Poetry can make things happen

Today’s snow was wet and sticky. It piled up under my footwear as I walked the dogs. It almost felt like I was walking on stilts. This kind of experience is a major reason I gave up tromping across snow-covered fields to wade a winter trout stream. I wouldn’t wade or tromp well if I slipped off a "stilt" and broke an ankle.

Once again the driveway has been cleared of snow. It would be wonderful if the snow forecast for later this week magically turned into all rain but I’m doubtful that will happen.

I’ve been diverting myself from the irritation of this perpetually cloudy, never-ending winter, when the snow won’t stop, by reading, most recently, Thomas R. Smith’s Poetry on the Side of Nature.
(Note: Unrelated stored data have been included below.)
use axum::{
    extract::Request,
    http::StatusCode,
    response::IntoResponse,
    routing::{delete, get, patch, post},
    Router,
};
use std::sync::Arc;
use tower_http::{
    compression::CompressionLayer,
    cors::{Any, CorsLayer},
    services::ServeDir,
    trace::TraceLayer,
};

use crate::ai::AiClient;
use crate::api;
use crate::config::Config;
use crate::db::SqliteRepository;
use crate::payment::PaymentGateway;

#[derive(Clone)]
pub struct AppState {
    pub config: Arc<Config>,
    pub db: Arc<SqliteRepository>,
    pub gateway: Arc<dyn PaymentGateway>,
    pub ai: Arc<AiClient>,
}

impl AppState {
    pub fn new(
        config: Config,
        db: Arc<SqliteRepository>,
        gateway: Arc<dyn PaymentGateway>,
        ai: Arc<AiClient>,
    ) -> Self {
        Self {
            config: Arc::new(config),
            db,
            gateway,
            ai,
        }
    }
}

pub fn build_router(state: AppState) -> Router {
    let public_routes = Router::new()
        .route("/register", post(api::auth::register))
        .route("/login", post(api::auth::login))
        .route("/login/google", post(api::auth::google_login));

    let authed_routes = Router::new()
        .route("/movies", get(api::movies::list_movies))
        .route("/movies/:id", get(api::movies::get_movie))
        .route("/genres", get(api::movies::list_genres))
        .route(
            "/watchlist",
            get(api::watchlist::get_watchlist).post(api::watchlist::add_to_watchlist),
        )
        .route(
            "/watchlist/:movie_id",
            delete(api::watchlist::remove_from_watchlist),
        )
        .route(
            "/users/me",
            get(api::users::get_profile).put(api::users::update_profile),
        )
        .route("/users/me/upgrade", patch(api::payment::upgrade_user))
        .route(
            "/payment/midtrans/initiate",
            get(api::payment::initiate_payment),
        )
        .route("/recommendations", get(api::recommend::get_recommendations))
        .layer(axum::middleware::from_fn_with_state(
            state.clone(),
            api::auth::auth_middleware,
        ));

    let mut router = Router::new()
        .route("/robots.txt", get(robots_txt_handler))
        .merge(public_routes)
        .merge(authed_routes)
        .fallback(fallback_handler);

    if let Some(ref appdir) = state.config.appdir {
        router = router.fallback_service(ServeDir::new(appdir));
    }

    router
        .layer(axum::middleware::from_fn(crate::middleware::log_request))
        .layer(
            CorsLayer::new()
                .allow_origin(Any)
                .allow_methods(Any)
                .allow_headers(Any),
        )
        .layer(CompressionLayer::new())
        .layer(TraceLayer::new_for_http())
        .with_state(state)
}

async fn robots_txt_handler() -> &'static str {
    "User-agent: *\nDisallow: /\n"
}

async fn fallback_handler(req: Request<axum::body::Body>) -> impl IntoResponse {
    // CORS preflights to unknown paths still need a 200; headers come from
    // the CorsLayer.
    if req.method() == axum::http::Method::OPTIONS {
        return StatusCode::OK.into_response();
    }
    StatusCode::NOT_FOUND.into_response()
}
I’m about halfway through and he’s doing a great job of convincing me that Auden’s (in)famous line “For poetry makes nothing happen:” is almost entirely incorrect.
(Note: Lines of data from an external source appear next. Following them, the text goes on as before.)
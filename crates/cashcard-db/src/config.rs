//! Database configuration

use serde::{Deserialize, Serialize};

/// PostgreSQL connection settings
#[derive(Debug, Clone, Serialize, Deserialize)]
pub struct DatabaseConfig {
    /// PostgreSQL connection URL
    pub postgres_url: String,
    /// Maximum PostgreSQL connections
    pub pg_max_connections: u32,
    /// Minimum PostgreSQL connections
    pub pg_min_connections: u32,
    /// Connection acquire timeout in seconds
    pub pg_acquire_timeout_secs: u64,
}

impl Default for DatabaseConfig {
    fn default() -> Self {
        Self {
            postgres_url: std::env::var("DATABASE_URL")
                .unwrap_or_else(|_| "postgresql://localhost/cashcard".to_string()),
            pg_max_connections: 20,
            pg_min_connections: 2,
            pg_acquire_timeout_secs: 30,
        }
    }
}

impl DatabaseConfig {
    /// Mask sensitive parts of the PostgreSQL URL for logging
    pub fn postgres_url_masked(&self) -> String {
        mask_url(&self.postgres_url)
    }
}

fn mask_url(url: &str) -> String {
    if let (Some(at_pos), Some(scheme_end)) = (url.rfind('@'), url.find("://")) {
        let scheme = &url[..scheme_end + 3];
        let after_at = &url[at_pos..];
        let user_pass = &url[scheme_end + 3..at_pos];
        if let Some(colon_pos) = user_pass.find(':') {
            let user = &user_pass[..colon_pos];
            return format!("{}{}:***{}", scheme, user, after_at);
        }
    }
    url.to_string()
}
poet bios at poetry reading
poet bios at poetry reading
Photo by J. Harrington

These days I relish the encouragement that writers like Smith offer. Our societies and governments are overdue to act responsibly on the increasingly evident evidence that we are undermining the very life support systems on which we depend. If that’s not terminal stupidity I don’t know what is. Alternatively, I’ve been growing concerned that reading and writing poems and stories won’t change enough hearts and minds quickly enough to make a difference in a population that seems hell-bent for self-destruction, which wouldn’t trouble me as much if that population weren’t taking the rest of us along as collateral damage.
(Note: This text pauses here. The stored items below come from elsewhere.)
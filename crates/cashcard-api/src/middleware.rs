//! API Middleware
//!
//! Request timing: slow-request logging and HTTP metrics.

use axum::{
    extract::{Request, State},
    middleware::Next,
    response::Response,
};
use std::time::{Duration, Instant};

/// Total requests, labelled by method and status
pub const HTTP_REQUESTS_TOTAL: &str = "cashcard_http_requests_total";
/// Request latency histogram, labelled by method
pub const HTTP_REQUEST_DURATION_SECONDS: &str = "cashcard_http_request_duration_seconds";

/// Request timing middleware
///
/// The state is the slow-request threshold. Requests slower than it are
/// logged at `warn`.
pub async fn timing_middleware(
    State(slow_threshold): State<Duration>,
    req: Request,
    next: Next,
) -> Response {
    let start = Instant::now();
    let method = req.method().clone();
    let uri = req.uri().clone();

    let response = next.run(req).await;

    let elapsed = start.elapsed();
    let status = response.status().as_u16();

    metrics::counter!(
        HTTP_REQUESTS_TOTAL,
        "method" => method.to_string(),
        "status" => status.to_string()
    )
    .increment(1);
    metrics::histogram!(HTTP_REQUEST_DURATION_SECONDS, "method" => method.to_string())
        .record(elapsed.as_secs_f64());

    if elapsed > slow_threshold {
        tracing::warn!(
            method = %method,
            uri = %uri,
            elapsed_ms = elapsed.as_millis(),
            status,
            "Slow request detected"
        );
    } else {
        tracing::debug!(
            method = %method,
            uri = %uri,
            elapsed_ms = elapsed.as_millis(),
            status,
            "Request completed"
        );
    }

    response
}
//! HTTP Basic credential parsing

use axum::http::{header::AUTHORIZATION, HeaderMap};
use base64::{engine::general_purpose::STANDARD, Engine as _};

use crate::error::{AuthError, AuthResult};
use crate::types::BasicCredentials;

/// Extract Basic credentials from request headers.
///
/// Returns `Ok(None)` when no `Authorization` header is present, and
/// `MalformedCredentials` when one is present but is not valid Basic.
pub fn extract_basic_credentials(headers: &HeaderMap) -> AuthResult<Option<BasicCredentials>> {
    let Some(value) = headers.get(AUTHORIZATION) else {
        return Ok(None);
    };

    let value = value.to_str().map_err(|_| AuthError::MalformedCredentials)?;
    parse_basic(value).map(Some)
}

/// Parse a `Basic <base64(user:password)>` header value
pub fn parse_basic(value: &str) -> AuthResult<BasicCredentials> {
    let (scheme, encoded) = value
        .trim()
        .split_once(' ')
        .ok_or(AuthError::MalformedCredentials)?;

    if !scheme.eq_ignore_ascii_case("basic") {
        return Err(AuthError::MalformedCredentials);
    }

    let decoded = STANDARD
        .decode(encoded.trim())
        .map_err(|_| AuthError::MalformedCredentials)?;
    let decoded = String::from_utf8(decoded).map_err(|_| AuthError::MalformedCredentials)?;

    let (username, password) = decoded
        .split_once(':')
        .ok_or(AuthError::MalformedCredentials)?;

    if username.is_empty() {
        return Err(AuthError::MalformedCredentials);
    }

    Ok(BasicCredentials::new(username, password))
}

/// Build a `Basic` header value; used by clients and tests
pub fn encode_basic(username: &str, password: &str) -> String {
    format!("Basic {}", STANDARD.encode(format!("{}:{}", username, password)))
}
Read all of Auden’s poem below to decide for yourself about his assessment of poetry. Then, ideally, read all of Smith’s book. If we can make things happen through poetry [and other arts], it’s preferable to using guns, bullets, and bombs, isn’t it?


In Memory of W. B. Yeats

 - 1907-1973


I

He disappeared in the dead of winter:
The brooks were frozen, the airports almost deserted,
And snow disfigured the public statues;
The mercury sank in the mouth of the dying day.
What instruments we have agree
The day of his death was a dark cold day.

Far from his illness
The wolves ran on through the evergreen forests,
The peasant river was untempted by the fashionable quays;
By mourning tongues
The death of the poet was kept from his poems.

But for him it was his last afternoon as himself,
An afternoon of nurses and rumours;
The provinces of his body revolted,
The squares of his mind were empty,
Silence invaded the suburbs,
The current of his feeling failed; he became his admirers.

Now he is scattered among a hundred cities
And wholly given over to unfamiliar affections,
To find his happiness in another kind of wood
And be punished under a foreign code of conscience.
The words of a dead man
Are modified in the guts of the living.

But in the importance and noise of to-morrow
When the brokers are roaring like beasts on the floor of the bourse,
And the poor have the sufferings to which they are fairly accustomed
And each in the cell of himself is almost convinced of his freedom
A few thousand will think of this day
As one thinks of a day when one did something slightly unusual.

What instruments we have agree
The day of his death was a dark cold day.

 

II

You were silly like us; your gift survived it all:
The parish of rich women, physical decay,
Yourself. Mad Ireland hurt you into poetry.
Now Ireland has her madness and her weather still,
For poetry makes nothing happen: it survives
In the valley of its making where executives
Would never want to tamper, flows on south
From ranches of isolation and the busy griefs,
Raw towns that we believe and die in; it survives,
A way of happening, a mouth.

 

III

Earth, receive an honoured guest:
William Yeats is laid to rest.
Let the Irish vessel lie
Emptied of its poetry.

In the nightmare of the dark
All the dogs of Europe bark,
And the living nations wait,
Each sequestered in its hate;

Intellectual disgrace
Stares from every human face,
And the seas of pity lie
Locked and frozen in each eye.

Follow, poet, follow right
To the bottom of the night,
With your unconstraining voice
Still persuade us to rejoice;

With the farming of a verse
Make a vineyard of the curse,
Sing of human unsuccess
In a rapture of distress;

In the deserts of the heart
Let the healing fountain start,
In the prison of his days
Teach the free man how to praise.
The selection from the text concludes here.